»»

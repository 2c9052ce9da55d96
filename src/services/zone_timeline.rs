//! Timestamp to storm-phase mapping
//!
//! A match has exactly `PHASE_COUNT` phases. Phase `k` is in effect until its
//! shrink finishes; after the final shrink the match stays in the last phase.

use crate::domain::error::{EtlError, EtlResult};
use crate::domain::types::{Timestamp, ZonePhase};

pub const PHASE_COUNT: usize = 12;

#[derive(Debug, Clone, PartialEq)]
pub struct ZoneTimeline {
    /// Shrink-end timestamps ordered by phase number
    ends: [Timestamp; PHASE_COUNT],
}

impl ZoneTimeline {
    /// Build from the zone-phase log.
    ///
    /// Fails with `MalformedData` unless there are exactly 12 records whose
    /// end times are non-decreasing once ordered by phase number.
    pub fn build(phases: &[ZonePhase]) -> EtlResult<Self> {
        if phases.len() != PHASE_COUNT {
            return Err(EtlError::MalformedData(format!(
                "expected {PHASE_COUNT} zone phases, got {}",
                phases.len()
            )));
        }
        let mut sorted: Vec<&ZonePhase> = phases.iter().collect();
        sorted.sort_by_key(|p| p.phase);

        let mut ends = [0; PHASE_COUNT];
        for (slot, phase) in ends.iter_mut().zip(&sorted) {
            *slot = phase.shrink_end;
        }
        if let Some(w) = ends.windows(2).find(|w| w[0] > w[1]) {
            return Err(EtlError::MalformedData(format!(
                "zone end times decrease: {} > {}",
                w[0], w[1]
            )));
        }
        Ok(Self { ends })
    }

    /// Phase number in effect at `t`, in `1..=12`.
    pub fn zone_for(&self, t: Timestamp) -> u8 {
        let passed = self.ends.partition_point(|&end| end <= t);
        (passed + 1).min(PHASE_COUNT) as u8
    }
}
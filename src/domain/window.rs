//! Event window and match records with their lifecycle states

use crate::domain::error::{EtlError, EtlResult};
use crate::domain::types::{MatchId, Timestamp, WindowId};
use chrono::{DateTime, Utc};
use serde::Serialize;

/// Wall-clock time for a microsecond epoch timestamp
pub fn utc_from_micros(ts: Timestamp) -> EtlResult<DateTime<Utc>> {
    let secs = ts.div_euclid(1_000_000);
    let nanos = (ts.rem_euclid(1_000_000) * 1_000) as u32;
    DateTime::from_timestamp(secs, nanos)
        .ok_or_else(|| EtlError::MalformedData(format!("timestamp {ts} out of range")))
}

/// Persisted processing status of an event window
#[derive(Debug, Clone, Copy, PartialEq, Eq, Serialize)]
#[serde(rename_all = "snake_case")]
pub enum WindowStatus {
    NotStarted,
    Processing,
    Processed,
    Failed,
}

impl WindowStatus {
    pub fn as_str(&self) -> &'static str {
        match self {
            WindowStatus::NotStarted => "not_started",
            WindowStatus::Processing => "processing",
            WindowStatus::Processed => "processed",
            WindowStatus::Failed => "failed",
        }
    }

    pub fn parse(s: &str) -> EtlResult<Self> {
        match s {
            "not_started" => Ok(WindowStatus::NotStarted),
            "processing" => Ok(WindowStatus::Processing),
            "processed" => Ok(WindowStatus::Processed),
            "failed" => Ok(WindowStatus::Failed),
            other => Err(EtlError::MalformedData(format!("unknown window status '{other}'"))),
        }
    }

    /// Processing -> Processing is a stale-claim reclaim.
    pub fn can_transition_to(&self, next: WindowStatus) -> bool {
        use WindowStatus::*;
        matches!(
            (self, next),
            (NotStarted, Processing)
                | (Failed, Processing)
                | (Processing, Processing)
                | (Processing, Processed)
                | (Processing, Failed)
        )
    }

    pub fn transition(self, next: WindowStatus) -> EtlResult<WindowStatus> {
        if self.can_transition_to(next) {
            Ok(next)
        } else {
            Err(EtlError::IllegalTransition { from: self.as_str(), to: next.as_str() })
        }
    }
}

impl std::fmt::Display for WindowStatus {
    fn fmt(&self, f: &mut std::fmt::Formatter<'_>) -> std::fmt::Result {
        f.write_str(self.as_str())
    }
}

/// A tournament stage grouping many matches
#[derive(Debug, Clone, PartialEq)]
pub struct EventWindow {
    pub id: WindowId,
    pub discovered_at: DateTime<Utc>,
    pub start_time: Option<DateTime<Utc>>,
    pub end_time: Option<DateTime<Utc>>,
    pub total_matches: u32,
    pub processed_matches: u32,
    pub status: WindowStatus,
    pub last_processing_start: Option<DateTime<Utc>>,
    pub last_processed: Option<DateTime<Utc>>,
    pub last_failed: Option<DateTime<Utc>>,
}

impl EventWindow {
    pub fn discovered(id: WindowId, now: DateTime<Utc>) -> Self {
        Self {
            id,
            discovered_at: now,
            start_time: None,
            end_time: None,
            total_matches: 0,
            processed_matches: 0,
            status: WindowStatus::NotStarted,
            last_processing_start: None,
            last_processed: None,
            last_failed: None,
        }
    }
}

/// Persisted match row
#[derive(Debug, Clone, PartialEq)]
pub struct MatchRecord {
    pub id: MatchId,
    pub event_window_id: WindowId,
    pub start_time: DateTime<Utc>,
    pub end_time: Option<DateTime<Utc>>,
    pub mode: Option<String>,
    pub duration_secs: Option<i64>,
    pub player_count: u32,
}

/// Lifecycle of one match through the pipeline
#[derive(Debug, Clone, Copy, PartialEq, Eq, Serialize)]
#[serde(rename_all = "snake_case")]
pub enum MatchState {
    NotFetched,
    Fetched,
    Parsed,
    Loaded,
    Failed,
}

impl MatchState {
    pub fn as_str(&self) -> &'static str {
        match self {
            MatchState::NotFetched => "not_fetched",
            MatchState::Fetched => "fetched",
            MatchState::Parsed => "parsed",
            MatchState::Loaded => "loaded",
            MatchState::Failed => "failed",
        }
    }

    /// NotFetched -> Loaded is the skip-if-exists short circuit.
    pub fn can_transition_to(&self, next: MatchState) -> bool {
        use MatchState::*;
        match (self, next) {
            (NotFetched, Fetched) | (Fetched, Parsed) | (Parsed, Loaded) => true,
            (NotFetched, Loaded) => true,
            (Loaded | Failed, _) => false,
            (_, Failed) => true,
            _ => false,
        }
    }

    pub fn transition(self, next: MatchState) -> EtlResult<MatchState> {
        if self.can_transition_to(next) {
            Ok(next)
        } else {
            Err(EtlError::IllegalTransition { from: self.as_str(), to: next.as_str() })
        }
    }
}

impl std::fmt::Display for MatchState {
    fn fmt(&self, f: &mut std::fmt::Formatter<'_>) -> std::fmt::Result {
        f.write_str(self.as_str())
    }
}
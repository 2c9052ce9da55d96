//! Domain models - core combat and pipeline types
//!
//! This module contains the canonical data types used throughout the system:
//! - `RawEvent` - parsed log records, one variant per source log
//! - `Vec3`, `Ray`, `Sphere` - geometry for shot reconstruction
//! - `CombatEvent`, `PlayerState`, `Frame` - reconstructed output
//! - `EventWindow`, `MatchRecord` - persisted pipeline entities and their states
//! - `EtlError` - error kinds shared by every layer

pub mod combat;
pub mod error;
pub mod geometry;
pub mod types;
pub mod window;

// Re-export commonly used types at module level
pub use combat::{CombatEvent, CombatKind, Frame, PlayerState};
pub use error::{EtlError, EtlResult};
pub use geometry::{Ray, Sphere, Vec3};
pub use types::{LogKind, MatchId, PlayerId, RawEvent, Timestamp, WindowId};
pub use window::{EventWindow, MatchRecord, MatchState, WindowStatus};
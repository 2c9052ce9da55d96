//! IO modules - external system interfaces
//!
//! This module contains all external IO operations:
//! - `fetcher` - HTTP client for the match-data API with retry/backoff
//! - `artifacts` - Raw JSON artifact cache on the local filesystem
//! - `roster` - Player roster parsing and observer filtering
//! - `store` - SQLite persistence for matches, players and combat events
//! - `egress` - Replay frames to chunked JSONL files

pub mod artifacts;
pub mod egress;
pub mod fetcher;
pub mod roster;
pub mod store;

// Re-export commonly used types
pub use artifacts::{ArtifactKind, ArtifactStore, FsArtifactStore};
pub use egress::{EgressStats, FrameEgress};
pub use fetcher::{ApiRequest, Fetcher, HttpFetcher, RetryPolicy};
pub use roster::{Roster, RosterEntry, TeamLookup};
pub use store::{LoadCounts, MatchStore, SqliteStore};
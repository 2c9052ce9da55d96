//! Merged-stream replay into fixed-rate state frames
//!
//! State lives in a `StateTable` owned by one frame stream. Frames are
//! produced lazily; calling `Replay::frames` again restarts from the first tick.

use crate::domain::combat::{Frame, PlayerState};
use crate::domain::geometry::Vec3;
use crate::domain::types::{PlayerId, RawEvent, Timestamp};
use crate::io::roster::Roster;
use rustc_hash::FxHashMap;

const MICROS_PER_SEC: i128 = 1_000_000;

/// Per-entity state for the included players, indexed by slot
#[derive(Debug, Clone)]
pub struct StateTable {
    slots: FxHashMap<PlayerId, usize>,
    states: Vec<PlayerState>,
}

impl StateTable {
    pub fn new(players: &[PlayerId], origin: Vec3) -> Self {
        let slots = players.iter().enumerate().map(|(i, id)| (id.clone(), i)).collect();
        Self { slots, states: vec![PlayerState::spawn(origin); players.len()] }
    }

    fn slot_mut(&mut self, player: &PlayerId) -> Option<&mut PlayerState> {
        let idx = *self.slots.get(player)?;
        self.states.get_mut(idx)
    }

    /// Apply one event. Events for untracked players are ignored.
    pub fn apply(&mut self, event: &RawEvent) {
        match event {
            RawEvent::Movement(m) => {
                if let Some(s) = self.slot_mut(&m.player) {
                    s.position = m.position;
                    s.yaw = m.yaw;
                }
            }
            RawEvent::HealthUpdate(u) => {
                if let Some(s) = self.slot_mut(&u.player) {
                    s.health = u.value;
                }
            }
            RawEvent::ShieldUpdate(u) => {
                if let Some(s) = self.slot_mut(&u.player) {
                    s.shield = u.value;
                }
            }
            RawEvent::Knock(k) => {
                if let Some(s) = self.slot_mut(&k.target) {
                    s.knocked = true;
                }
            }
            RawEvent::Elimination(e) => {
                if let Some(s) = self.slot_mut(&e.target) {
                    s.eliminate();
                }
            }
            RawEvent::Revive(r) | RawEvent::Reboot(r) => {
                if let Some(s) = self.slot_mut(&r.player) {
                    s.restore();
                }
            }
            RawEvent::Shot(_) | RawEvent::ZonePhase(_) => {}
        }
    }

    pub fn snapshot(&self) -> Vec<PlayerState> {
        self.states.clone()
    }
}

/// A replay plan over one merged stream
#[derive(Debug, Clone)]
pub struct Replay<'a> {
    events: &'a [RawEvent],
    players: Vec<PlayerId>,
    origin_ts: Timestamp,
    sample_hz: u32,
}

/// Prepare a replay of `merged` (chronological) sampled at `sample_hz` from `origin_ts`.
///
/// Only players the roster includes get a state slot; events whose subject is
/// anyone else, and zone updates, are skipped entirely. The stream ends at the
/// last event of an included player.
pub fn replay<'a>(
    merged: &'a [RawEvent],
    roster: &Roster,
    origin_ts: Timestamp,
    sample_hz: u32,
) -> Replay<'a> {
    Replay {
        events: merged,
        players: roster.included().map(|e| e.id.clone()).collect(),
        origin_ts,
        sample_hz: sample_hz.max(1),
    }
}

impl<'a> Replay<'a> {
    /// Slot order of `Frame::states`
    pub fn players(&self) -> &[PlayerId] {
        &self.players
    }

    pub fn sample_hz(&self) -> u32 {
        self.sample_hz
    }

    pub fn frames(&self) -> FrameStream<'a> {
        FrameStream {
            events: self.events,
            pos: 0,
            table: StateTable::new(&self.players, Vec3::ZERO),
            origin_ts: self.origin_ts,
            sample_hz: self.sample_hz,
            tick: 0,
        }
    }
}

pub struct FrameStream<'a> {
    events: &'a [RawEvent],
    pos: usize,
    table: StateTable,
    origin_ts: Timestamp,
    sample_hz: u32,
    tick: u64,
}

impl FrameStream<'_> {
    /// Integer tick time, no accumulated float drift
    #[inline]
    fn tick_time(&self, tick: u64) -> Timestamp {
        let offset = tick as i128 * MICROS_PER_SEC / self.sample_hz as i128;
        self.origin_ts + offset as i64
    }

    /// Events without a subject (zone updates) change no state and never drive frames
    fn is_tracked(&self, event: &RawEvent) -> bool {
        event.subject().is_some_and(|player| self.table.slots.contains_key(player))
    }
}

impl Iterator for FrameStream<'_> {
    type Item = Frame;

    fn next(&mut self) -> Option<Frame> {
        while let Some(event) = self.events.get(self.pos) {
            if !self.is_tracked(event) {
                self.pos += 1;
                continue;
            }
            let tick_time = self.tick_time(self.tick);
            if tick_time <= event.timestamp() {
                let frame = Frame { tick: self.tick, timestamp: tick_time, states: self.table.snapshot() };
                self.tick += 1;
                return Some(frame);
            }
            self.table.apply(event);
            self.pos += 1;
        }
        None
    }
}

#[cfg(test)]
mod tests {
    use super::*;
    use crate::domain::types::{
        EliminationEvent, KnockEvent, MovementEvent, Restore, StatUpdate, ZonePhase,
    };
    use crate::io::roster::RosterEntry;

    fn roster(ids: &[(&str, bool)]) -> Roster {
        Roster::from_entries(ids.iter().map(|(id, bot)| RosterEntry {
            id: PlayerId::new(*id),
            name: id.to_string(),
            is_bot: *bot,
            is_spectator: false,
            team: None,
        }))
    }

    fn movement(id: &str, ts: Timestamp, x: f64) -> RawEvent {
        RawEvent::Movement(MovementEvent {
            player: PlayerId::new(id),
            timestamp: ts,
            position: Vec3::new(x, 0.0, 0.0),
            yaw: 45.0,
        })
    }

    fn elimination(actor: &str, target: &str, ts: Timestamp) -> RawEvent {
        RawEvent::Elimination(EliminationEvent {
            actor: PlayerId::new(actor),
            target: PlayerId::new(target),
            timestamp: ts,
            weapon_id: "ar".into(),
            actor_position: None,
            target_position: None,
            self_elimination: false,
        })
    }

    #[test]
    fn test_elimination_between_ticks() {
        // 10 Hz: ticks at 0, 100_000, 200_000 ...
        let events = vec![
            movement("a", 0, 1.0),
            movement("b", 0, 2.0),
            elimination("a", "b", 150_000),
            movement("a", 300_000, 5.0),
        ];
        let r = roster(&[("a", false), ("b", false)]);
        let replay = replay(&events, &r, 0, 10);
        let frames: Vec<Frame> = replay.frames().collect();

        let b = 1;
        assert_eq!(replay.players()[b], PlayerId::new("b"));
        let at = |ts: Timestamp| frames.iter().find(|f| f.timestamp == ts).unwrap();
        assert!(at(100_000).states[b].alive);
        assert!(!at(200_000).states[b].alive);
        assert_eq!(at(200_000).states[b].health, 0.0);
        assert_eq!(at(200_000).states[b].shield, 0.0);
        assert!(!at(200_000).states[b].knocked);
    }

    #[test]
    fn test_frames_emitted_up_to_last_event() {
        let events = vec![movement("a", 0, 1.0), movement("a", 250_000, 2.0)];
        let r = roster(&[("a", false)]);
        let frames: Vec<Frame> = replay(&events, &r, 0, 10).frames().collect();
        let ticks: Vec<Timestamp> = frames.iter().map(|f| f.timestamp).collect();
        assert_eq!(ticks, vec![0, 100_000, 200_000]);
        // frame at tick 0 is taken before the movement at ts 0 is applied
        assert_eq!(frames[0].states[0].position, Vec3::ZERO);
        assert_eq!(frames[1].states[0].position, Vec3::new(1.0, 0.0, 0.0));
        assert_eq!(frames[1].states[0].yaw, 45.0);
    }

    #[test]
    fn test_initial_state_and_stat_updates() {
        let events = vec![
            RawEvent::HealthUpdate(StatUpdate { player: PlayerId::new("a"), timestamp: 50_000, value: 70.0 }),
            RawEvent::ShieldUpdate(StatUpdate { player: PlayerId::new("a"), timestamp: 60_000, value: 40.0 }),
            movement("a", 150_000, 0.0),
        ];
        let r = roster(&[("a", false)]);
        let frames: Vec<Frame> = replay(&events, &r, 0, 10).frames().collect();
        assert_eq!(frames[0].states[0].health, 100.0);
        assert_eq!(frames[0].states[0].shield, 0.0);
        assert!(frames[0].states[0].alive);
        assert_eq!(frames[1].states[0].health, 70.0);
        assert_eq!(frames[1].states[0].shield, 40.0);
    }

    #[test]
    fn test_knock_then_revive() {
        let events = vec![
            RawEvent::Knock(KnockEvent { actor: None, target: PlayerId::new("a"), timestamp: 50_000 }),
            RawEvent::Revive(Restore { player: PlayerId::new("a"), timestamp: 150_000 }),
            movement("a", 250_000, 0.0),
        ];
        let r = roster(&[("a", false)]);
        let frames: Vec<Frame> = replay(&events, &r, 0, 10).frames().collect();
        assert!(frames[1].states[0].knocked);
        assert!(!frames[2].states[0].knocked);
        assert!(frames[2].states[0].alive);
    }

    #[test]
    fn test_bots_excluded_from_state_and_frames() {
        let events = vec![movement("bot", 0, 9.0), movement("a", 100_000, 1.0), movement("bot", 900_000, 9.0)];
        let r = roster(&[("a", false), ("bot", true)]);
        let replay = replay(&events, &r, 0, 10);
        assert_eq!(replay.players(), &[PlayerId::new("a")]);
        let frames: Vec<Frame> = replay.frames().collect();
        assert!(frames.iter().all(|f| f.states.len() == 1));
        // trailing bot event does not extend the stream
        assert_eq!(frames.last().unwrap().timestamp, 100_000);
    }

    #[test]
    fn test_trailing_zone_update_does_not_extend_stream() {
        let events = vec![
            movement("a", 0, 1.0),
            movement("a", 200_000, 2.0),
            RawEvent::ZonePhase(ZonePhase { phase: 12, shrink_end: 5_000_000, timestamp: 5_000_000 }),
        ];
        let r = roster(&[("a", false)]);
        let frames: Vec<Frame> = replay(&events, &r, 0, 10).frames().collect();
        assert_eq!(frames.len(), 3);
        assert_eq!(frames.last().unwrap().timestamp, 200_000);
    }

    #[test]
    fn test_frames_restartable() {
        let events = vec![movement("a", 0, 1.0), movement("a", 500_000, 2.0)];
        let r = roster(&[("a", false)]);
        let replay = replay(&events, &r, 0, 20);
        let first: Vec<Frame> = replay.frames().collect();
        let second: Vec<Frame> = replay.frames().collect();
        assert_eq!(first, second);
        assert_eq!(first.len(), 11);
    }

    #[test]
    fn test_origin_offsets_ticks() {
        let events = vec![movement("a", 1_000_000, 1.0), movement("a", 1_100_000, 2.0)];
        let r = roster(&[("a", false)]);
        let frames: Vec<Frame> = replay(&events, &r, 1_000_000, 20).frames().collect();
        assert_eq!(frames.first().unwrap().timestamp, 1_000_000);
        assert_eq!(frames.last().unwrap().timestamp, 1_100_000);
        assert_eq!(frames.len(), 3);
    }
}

««

● **TASK BRIEF**: Check the lines above and copy each one that includes "bool".

● **ANSWER SPACE**:
    pub fn can_transition_to(&self, next: WindowStatus) -> bool {
    pub fn can_transition_to(&self, next: MatchState) -> bool {
    fn is_tracked(&self, event: &RawEvent) -> bool {
    fn roster(ids: &[(&str, bool)]) -> Roster {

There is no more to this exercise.